Terminava a missa, o que se percebia pelo farfalhar
das roupas e pelo ruído dos passos. As pessoas encaminhavam-se para a porta. Os
poucos homens foram os primeiros a sair, mas Zé manteve-se até ela passar. Ela
mandou-lhe um olhar de cumprimento ou de desafio, ou de convite, ele que lhe
desse o sentido que quisesse, mas ele respondeu-lhe com um picar de olho. Já no
adro, ela despediu-se das amigas e esperou por ele.

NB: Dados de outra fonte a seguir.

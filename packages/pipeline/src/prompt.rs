use serde::Serialize;

use crate::catalog::CalibrationExample;
use crate::config::IngestConfig;
use crate::error::Result;
use crate::llm::{CallKind, LlmRequest, Message, Role};

const SYSTEM_CLASSIFY: &str = include_str!("../prompts/classify.txt");
const SYSTEM_EXTRACT_HIGH: &str = include_str!("../prompts/extract_high.txt");
const SYSTEM_EXTRACT_MEDIUM: &str = include_str!("../prompts/extract_medium.txt");
const SYSTEM_FAVORABILITY: &str = include_str!("../prompts/favorability.txt");

/// Characters of provision text sent for a favorability judgement.
const FAVORABILITY_TEXT_CHARS: usize = 2_000;

/// One section in a classification request.
#[derive(Debug, Clone, Serialize)]
pub struct ClassifyItem {
    pub index: usize,
    pub heading: String,
    pub title: String,
    pub text_preview: String,
    pub sub_item_count: usize,
    pub char_count: usize,
}

/// One provision in a favorability request.
#[derive(Debug, Clone, Serialize)]
#[serde(rename_all = "camelCase")]
pub struct FavorabilityItem {
    pub index: usize,
    pub provision_type: String,
    pub category: String,
    pub text: String,
}

impl FavorabilityItem {
    pub fn new(index: usize, provision_type: &str, category: &str, text: &str) -> Self {
        Self {
            index,
            provision_type: provision_type.to_string(),
            category: category.to_string(),
            text: preview(text, FAVORABILITY_TEXT_CHARS),
        }
    }
}

/// First `max_chars` characters of `text`, marked when cut.
pub fn preview(text: &str, max_chars: usize) -> String {
    let mut chars = text.char_indices();
    match chars.nth(max_chars) {
        Some((cut, _)) => format!("{}...", &text[..cut]),
        None => text.to_string(),
    }
}

fn request(kind: CallKind, system: &str, user: String, config: &IngestConfig) -> LlmRequest {
    LlmRequest {
        kind,
        system: system.to_string(),
        messages: vec![Message {
            role: Role::User,
            content: user,
        }],
        max_tokens: config.max_tokens,
        temperature: config.temperature,
    }
}

/// Build a batch classification request.
pub fn build_classification_request(
    items: &[ClassifyItem],
    learned_rules: &[String],
    config: &IngestConfig,
) -> Result<LlmRequest> {
    let mut prompt = String::new();

    if !learned_rules.is_empty() {
        prompt.push_str("## Classification rules learned from earlier agreements:\n");
        for rule in learned_rules {
            prompt.push_str(&format!("- {rule}\n"));
        }
        prompt.push('\n');
    }

    prompt.push_str(&format!("## Sections to classify ({}):\n", items.len()));
    prompt.push_str(&serde_json::to_string_pretty(items)?);
    prompt.push_str("\n\nReturn ONLY the JSON array, one entry per index. No markdown fences.");

    Ok(request(CallKind::Classification, SYSTEM_CLASSIFY, prompt, config))
}

/// Build a per-section extraction request.
///
/// High complexity sections carry calibration examples; medium ones ask
/// for an exhaustive split along internal numbering.
pub fn build_extraction_request(
    kind: CallKind,
    provision_type: &str,
    category: &str,
    text: &str,
    examples: &[CalibrationExample],
    config: &IngestConfig,
) -> LlmRequest {
    let mut prompt = String::new();

    prompt.push_str(&format!("# Provision type: {provision_type}\n"));
    prompt.push_str(&format!("- Category: {category}\n\n"));

    let system = if kind == CallKind::HighExtraction {
        if !examples.is_empty() {
            prompt.push_str("## Calibration examples:\n");
            for example in examples {
                prompt.push_str(&format!(
                    "- [{}] {}: {}\n",
                    example.favorability,
                    example.category,
                    preview(&example.text, FAVORABILITY_TEXT_CHARS)
                ));
            }
            prompt.push('\n');
        }
        SYSTEM_EXTRACT_HIGH
    } else {
        SYSTEM_EXTRACT_MEDIUM
    };

    prompt.push_str("## Section text:\n");
    prompt.push_str(text);
    prompt.push_str(
        "\n\nReturn ONLY the JSON array. Every `text` must be copied verbatim from the section.",
    );

    request(kind, system, prompt, config)
}

/// Build a batch favorability request.
pub fn build_favorability_request(
    items: &[FavorabilityItem],
    config: &IngestConfig,
) -> Result<LlmRequest> {
    let mut prompt = format!("## Provisions ({}):\n", items.len());
    prompt.push_str(&serde_json::to_string_pretty(items)?);
    prompt.push_str("\n\nReturn ONLY the JSON array, one entry per index.");

    Ok(request(
        CallKind::Favorability,
        SYSTEM_FAVORABILITY,
        prompt,
        config,
    ))
}
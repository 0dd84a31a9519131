//! Command-line interface for offline structure inspection.

use std::path::{Path, PathBuf};

use clap::{Parser, Subcommand};
use console::style;
use indicatif::{ProgressBar, ProgressStyle};

use crate::document::{parse_document, ParsedDocument};
use crate::error::Result;

const WRAP_WIDTH: usize = 78;

/// Clausebank parser - inspect the structure of a merger agreement.
#[derive(Parser)]
#[command(name = "clausebank-parser")]
#[command(version, about, long_about = None)]
pub struct Cli {
    #[command(subcommand)]
    pub command: Commands,
}

#[derive(Subcommand)]
pub enum Commands {
    /// Normalize and parse an agreement, then report sections, gaps and TOC.
    Parse {
        /// Plain-text agreement file
        file: PathBuf,

        /// Print the parse result as JSON
        #[arg(long)]
        json: bool,

        /// Write the JSON result to a file instead of stdout
        #[arg(short, long)]
        output: Option<PathBuf>,
    },
}

/// Run the CLI.
pub fn run() -> Result<()> {
    let cli = Cli::parse();

    match cli.command {
        Commands::Parse { file, json, output } => parse_command(&file, json, output.as_deref()),
    }
}

fn parse_command(file: &Path, json: bool, output: Option<&Path>) -> Result<()> {
    let raw = std::fs::read_to_string(file)?;

    if json || output.is_some() {
        let doc = parse_document(&raw)?;
        let rendered = serde_json::to_string_pretty(&doc)?;
        match output {
            Some(path) => std::fs::write(path, rendered)?,
            None => println!("{rendered}"),
        }
        return Ok(());
    }

    println!("{} {}", style("Parsing").bold(), style(file.display()).cyan());
    println!();

    let pb = ProgressBar::new_spinner();
    #[allow(clippy::expect_used)] // Static template string that is guaranteed to be valid
    pb.set_style(
        ProgressStyle::default_spinner()
            .template("{spinner:.green} {msg}")
            .expect("valid template"),
    );
    pb.set_message("Normalizing and parsing...");
    pb.enable_steady_tick(std::time::Duration::from_millis(100));

    let doc = match parse_document(&raw) {
        Ok(doc) => doc,
        Err(e) => {
            pb.finish_and_clear();
            return Err(e);
        }
    };
    pb.finish_and_clear();

    print_report(&doc);
    Ok(())
}

fn print_report(doc: &ParsedDocument) {
    println!("  Pattern: {}", style(doc.pattern.as_str()).green());
    println!("  Body start: {}", doc.body_start);
    println!("  Coverage: {:.1}%", doc.coverage_pct);
    println!("  Sections: {}", doc.sections.len());
    println!();

    for section in &doc.sections {
        let label = section
            .number
            .map_or_else(|| section.level.as_str().to_string(), |n| n.label());
        let heading = textwrap::fill(
            &section.heading,
            textwrap::Options::new(WRAP_WIDTH).subsequent_indent("          "),
        );
        println!("  {:>7} {}", style(label).cyan(), heading);
    }
    println!();

    if doc.toc.found {
        println!(
            "  TOC: {} entries, {} matched",
            doc.toc.total_entries, doc.toc.matched
        );
        if !doc.toc.missing.is_empty() {
            println!(
                "  {} {}",
                style("Missing from body:").yellow(),
                textwrap::fill(&doc.toc.missing.join(", "), WRAP_WIDTH)
            );
        }
        if !doc.toc.extra.is_empty() {
            println!(
                "  {} {}",
                style("Not in TOC:").yellow(),
                textwrap::fill(&doc.toc.extra.join(", "), WRAP_WIDTH)
            );
        }
    } else {
        println!("  TOC: {}", style("not found").dim());
    }

    if !doc.gaps_found.is_empty() {
        println!(
            "  Gaps: {} found, {} recovered",
            doc.gaps_found.len(),
            style(doc.recovered).green()
        );
    }
    if !doc.remaining_gaps.is_empty() {
        let labels: Vec<&str> = doc.remaining_gaps.iter().map(|g| g.label.as_str()).collect();
        println!(
            "  {} {}",
            style("Remaining gaps:").yellow().bold(),
            labels.join(", ")
        );
    }
}
//! Structure parser that turns normalized text into an ordered section list.

use std::sync::LazyLock;

use regex::Regex;

use super::headings::{
    find_article_headings, find_section_headings, ArticleHeading, HeadingMatch, HeadingStyle,
};
use super::toc::{compare_toc, detect_toc, TocDetection};
use crate::config::{MIN_KEYWORD_HEADINGS, MIN_PARAGRAPH_CHARS, MIN_SECTIONS, MIN_SECTION_BODY_CHARS};
use crate::types::{DelimiterPattern, Section, SectionLevel, TocComparison};

#[allow(clippy::expect_used)] // Static regex that is guaranteed to be valid
static PARAGRAPH_BREAK: LazyLock<Regex> =
    LazyLock::new(|| Regex::new(r"\n[ \t]*\n\s*").expect("valid regex"));

/// Output of structure parsing.
#[derive(Debug, Clone, PartialEq)]
pub struct ParsedStructure {
    /// Non-overlapping sections in document order.
    pub sections: Vec<Section>,

    /// Byte offset where the body begins (after any table of contents).
    pub body_start: usize,

    pub pattern: DelimiterPattern,

    /// Share of the body spanned by sections, in percent.
    pub coverage_pct: f64,

    pub toc: TocComparison,

    /// Raw TOC detection, for re-comparison after gap recovery.
    pub detection: TocDetection,
}

/// Parses agreement structure.
///
/// Parsing never fails. When no usable heading pattern is found the
/// document is split on blank lines instead.
#[derive(Debug, Clone, Copy, Default)]
pub struct StructureParser;

impl StructureParser {
    #[must_use]
    pub fn new() -> Self {
        Self
    }

    /// Parse normalized text into sections.
    #[must_use]
    pub fn parse(&self, text: &str) -> ParsedStructure {
        let detection = detect_toc(text);
        let body_start = detection.body_start;
        let articles = find_article_headings(text, body_start);

        let (headings, mut pattern) = select_headings(text, body_start);
        let mut sections = build_sections(text, &headings, &articles);

        if sections.len() < MIN_SECTIONS {
            tracing::debug!(
                found = sections.len(),
                "Too few sections, falling back to paragraph splitting"
            );
            sections = paragraph_sections(text, body_start, &articles);
            pattern = DelimiterPattern::Paragraph;
        }

        let coverage_pct = coverage(&sections, text.len().saturating_sub(body_start));
        let toc = compare_toc(&detection, &sections);

        tracing::debug!(
            sections = sections.len(),
            pattern = pattern.as_str(),
            coverage_pct,
            toc_found = toc.found,
            "Parsed structure"
        );

        ParsedStructure {
            sections,
            body_start,
            pattern,
            coverage_pct,
            toc,
            detection,
        }
    }
}

/// Keyword headings, or bare-number headings when those find more.
fn select_headings(text: &str, from: usize) -> (Vec<HeadingMatch>, DelimiterPattern) {
    let keyword = find_section_headings(text, from, HeadingStyle::Keyword);
    if keyword.len() >= MIN_KEYWORD_HEADINGS {
        return (keyword, DelimiterPattern::SectionKeyword);
    }

    let bare = find_section_headings(text, from, HeadingStyle::Bare);
    if bare.len() > keyword.len() {
        (bare, DelimiterPattern::BareNumber)
    } else {
        (keyword, DelimiterPattern::SectionKeyword)
    }
}

fn build_sections(
    text: &str,
    headings: &[HeadingMatch],
    articles: &[ArticleHeading],
) -> Vec<Section> {
    let mut boundaries: Vec<usize> = headings
        .iter()
        .map(|h| h.start)
        .chain(articles.iter().map(|a| a.start))
        .collect();
    boundaries.sort_unstable();
    boundaries.dedup();

    let next_boundary = |pos: usize| {
        boundaries
            .iter()
            .copied()
            .find(|b| *b > pos)
            .unwrap_or(text.len())
    };
    let enclosing_article = |pos: usize| {
        articles
            .iter()
            .rev()
            .find(|a| a.start <= pos)
            .map(ArticleHeading::to_ref)
    };

    let mut sections = Vec::new();
    for heading in headings {
        let end = next_boundary(heading.start);
        if end <= heading.token_end || is_noise(&text[heading.token_end..end]) {
            tracing::trace!(number = %heading.number, "Dropping noise section");
            continue;
        }

        sections.push(
            Section::from_span(text, heading.start, end, SectionLevel::Section)
                .with_number(Some(heading.number))
                .with_article(enclosing_article(heading.start)),
        );
    }

    // Articles without numbered children are emitted whole
    for (i, article) in articles.iter().enumerate() {
        let article_end = articles.get(i + 1).map_or(text.len(), |next| next.start);
        let has_children = sections.iter().any(|s| {
            s.level == SectionLevel::Section && s.start > article.start && s.start < article_end
        });
        let end = next_boundary(article.start);
        if has_children || is_noise(&text[article.token_end..end]) {
            continue;
        }

        sections.push(
            Section::from_span(text, article.start, end, SectionLevel::Article)
                .with_article(Some(article.to_ref())),
        );
    }

    sections.sort_by_key(|s| s.start);
    sections
}

fn is_noise(body: &str) -> bool {
    body.trim().chars().count() < MIN_SECTION_BODY_CHARS
}

/// Blank-line delimited paragraphs of meaningful length.
fn paragraph_sections(text: &str, from: usize, articles: &[ArticleHeading]) -> Vec<Section> {
    let mut sections = Vec::new();
    let mut push = |start: usize, end: usize| {
        let slice = &text[start..end];
        let start = start + (slice.len() - slice.trim_start().len());
        if text[start..end].trim().chars().count() < MIN_PARAGRAPH_CHARS {
            return;
        }
        let article = articles.iter().rev().find(|a| a.start <= start).map(ArticleHeading::to_ref);
        sections.push(Section::from_span(text, start, end, SectionLevel::Section).with_article(article));
    };

    let mut start = from;
    for split in PARAGRAPH_BREAK.find_iter(&text[from..]) {
        push(start, from + split.start());
        start = from + split.end();
    }
    push(start, text.len());

    sections
}

fn coverage(sections: &[Section], body_len: usize) -> f64 {
    if body_len == 0 {
        return 0.0;
    }
    let covered: usize = sections.iter().map(Section::len).sum();
    // Lengths are far below f64 precision limits
    #[allow(clippy::cast_precision_loss)]
    let pct = covered as f64 / body_len as f64 * 100.0;
    pct.min(100.0)
}

#[cfg(test)]
mod tests {
    use super::*;

    fn agreement() -> String {
        let mut text = String::from("AGREEMENT AND PLAN OF MERGER\n\nARTICLE I\nDEFINITIONS\n\n");
        for minor in 1..=3 {
            text.push_str(&format!(
                "Section 1.{minor} Heading {minor}. The parties agree to the terms of this section number {minor}.\n\n"
            ));
        }
        text.push_str("ARTICLE II\nTHE MERGER\n\n");
        for minor in 1..=3 {
            text.push_str(&format!(
                "Section 2.{minor} Merger Step {minor}. Upon the terms and subject to the conditions, step {minor} occurs.\n\n"
            ));
        }
        text
    }

    #[test]
    fn test_parse_keyword_sections() {
        let text = agreement();
        let parsed = StructureParser::new().parse(&text);

        assert_eq!(parsed.pattern, DelimiterPattern::SectionKeyword);
        let labels: Vec<String> = parsed
            .sections
            .iter()
            .filter_map(|s| s.number.map(|n| n.label()))
            .collect();
        assert_eq!(labels, vec!["1.1", "1.2", "1.3", "2.1", "2.2", "2.3"]);
    }

    #[test]
    fn test_sections_are_verbatim_and_ordered() {
        let text = agreement();
        let parsed = StructureParser::new().parse(&text);

        for pair in parsed.sections.windows(2) {
            assert!(pair[0].end <= pair[1].start);
        }
        for section in &parsed.sections {
            assert_eq!(section.text, &text[section.start..section.end]);
        }
    }

    #[test]
    fn test_section_ends_before_next_article() {
        let text = agreement();
        let parsed = StructureParser::new().parse(&text);
        let last_of_first = parsed.sections.iter().find(|s| s.heading.starts_with("Section 1.3")).unwrap();
        assert!(!last_of_first.text.contains("ARTICLE II"));
        assert_eq!(last_of_first.article.as_ref().unwrap().number, "1");
    }

    #[test]
    fn test_article_without_sections_emitted_whole() {
        let mut text = agreement();
        text.push_str("ARTICLE III\nMISCELLANEOUS\n\nThis Agreement shall be governed by the laws of Delaware.\n");
        let parsed = StructureParser::new().parse(&text);

        let article = parsed.sections.last().unwrap();
        assert_eq!(article.level, SectionLevel::Article);
        assert!(article.text.contains("governed by the laws of Delaware"));
    }

    #[test]
    fn test_article_with_long_title_not_duplicated() {
        let mut text = agreement();
        text.push_str("ARTICLE IV\nREPRESENTATIONS AND WARRANTIES OF THE COMPANY\n\n");
        for minor in 1..=3 {
            text.push_str(&format!(
                "Section 4.{minor} Company Matter {minor}. The Company represents that matter {minor} is true and correct.\n\n"
            ));
        }
        let parsed = StructureParser::new().parse(&text);

        assert!(parsed.sections.iter().all(|s| s.level == SectionLevel::Section));
        assert_eq!(parsed.sections.len(), 9);
        let first = parsed.sections.iter().find(|s| s.heading.starts_with("Section 4.1")).unwrap();
        assert_eq!(first.article.as_ref().unwrap().number, "4");
    }

    #[test]
    fn test_noise_sections_dropped() {
        let mut text = agreement();
        text.push_str("Section 9.9 Short.\n");
        let parsed = StructureParser::new().parse(&text);
        assert!(parsed.sections.iter().all(|s| s.number.map(|n| n.key()) != Some((9, 9))));
    }

    #[test]
    fn test_bare_number_fallback() {
        let mut text = String::new();
        for minor in 1..=4 {
            text.push_str(&format!(
                "1.{minor} Topic {minor}. The company shall comply with the covenant in this paragraph.\n"
            ));
        }
        let parsed = StructureParser::new().parse(&text);
        assert_eq!(parsed.pattern, DelimiterPattern::BareNumber);
        assert_eq!(parsed.sections.len(), 4);
    }

    #[test]
    fn test_paragraph_fallback() {
        let text = "This letter agreement sets out the understanding between the parties hereto.\n\n\
            Each party shall bear its own expenses in connection with the transactions herein.\n\n\
            Short.\n\n\
            This letter agreement shall be governed by the laws of the State of Delaware.";
        let parsed = StructureParser::new().parse(text);

        assert_eq!(parsed.pattern, DelimiterPattern::Paragraph);
        assert_eq!(parsed.sections.len(), 3);
        for section in &parsed.sections {
            assert_eq!(section.text, &text[section.start..section.end]);
        }
    }

    #[test]
    fn test_coverage_is_supermajority() {
        let text = agreement();
        let parsed = StructureParser::new().parse(&text);
        assert!(parsed.coverage_pct > 60.0, "coverage {}", parsed.coverage_pct);
    }
}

Um “Olá” mútuo foi mais do
que suficiente e, como se tivesse sido combinado, dirigiram-se para a lateral
do edifício onde estavam os animais.
Ela procurou no alforge as sandálias do campo e trocou
de calçado, e ele esperando ao lado dela, perguntou-lhe se ia já para casa, ela
que sim e convidou-o a acompanhá-la.
— Não queres ir até lá? Faço uma frigimenta de chouriça
com ovos.
— Ora aí está uma coisa qu’a mim me cai no goto! Atão
vou contigo. Vá que t’ajudo a montar.
— N’é preciso. — Com a leveza do seu corpo pequeno e a
agilidade que a caracterizava, deu um balanço e saltou; com meia volta no ar
ficou sentada de lado na albarda. — Olha, já estou.
— Segura-te ao cabeço da albarda, que eu levo a
areata.
O caminho fizeram-no devagar, sem pressas. Era cedo. A
conversa fluía entre eles. Ela, que tomava conta da casa e do irmão desde que
os pais sucumbiram ao febrão das sezões que apanharam no Alentejo quando foram
para as mondas. Ela e o irmão escaparam porque tinham ficado com familiares em
Maria Vinagre.
— E tu? Os teus pais? A tua mãe já sei que é quem toma
conta de ti, mas e o tê pai? Marujo, não era?
— Sim, era marujo. Andava numa traineira da Fortaleza.
Um dia um par de roazes prendeu-se nas redes quando fizeram o cerco e ele saiu
na chata para tentar salvar a faina da sardinha. Dizem que os roazes viraram a
chata e ele ficou debaixo e deve ter levado uma pancada na cabeça. Quando o
tiraram já estava sem vida. Eu era ainda pequeno. Daí, fiquei com esta alcunha
de Zé Marujo, mas é só alcunha, o meu apelido e Santos. Sou José Alberto dos
Santos.
— Pois é claro! Marujo não é nome de ninguém. Bem, sei
lá, se calhar até podia ser, não achas.
Chegaram ao monte e o Zé dispôs-se a desalbardar o
burro e prendê-lo na courela do pasto por detrás da casa.
— Sim, obrigada. Eu vou mudar de roupa. — E sentindo
que lhe provocara um certo ar matreiro, antecipou-se ela. — Não te atrevas a ir
lá a casa antes de eu aparecer cá fora, hem? Nem penses!
— Tá bem, fica descansada. O qu’é que pensas?
Pouco depois já estavam à mesa com a frigimenta na
frente. Pão, vinho e boa disposição.
— O Manel? Inda nâ o vi.
— O mê irmão foi de manhã cedo à pesca para a
Carriagem com o vizinho ali de cima. Só vêm lá para a noitinha e, como é
costume, não há-de trazer peixe nenhum!
Conversaram. Iam-se conhecendo, ambos entusiasmados
com a presença do outro, sentindo-se confortáveis, tranquilos. Ela ruborizada e
abanando-se com a mão, sugeriu irem-se sentar no poial à porta e apanharem um
pouco de ar mais fresco, e comerem lá fora as laranjas. E foram.
— Queres que experimente outra vez fazer-te os óculos?
— Zé abrindo a sua faquinha de bolso.
— Claro que não, aquilo foi apenas uma brincadeira.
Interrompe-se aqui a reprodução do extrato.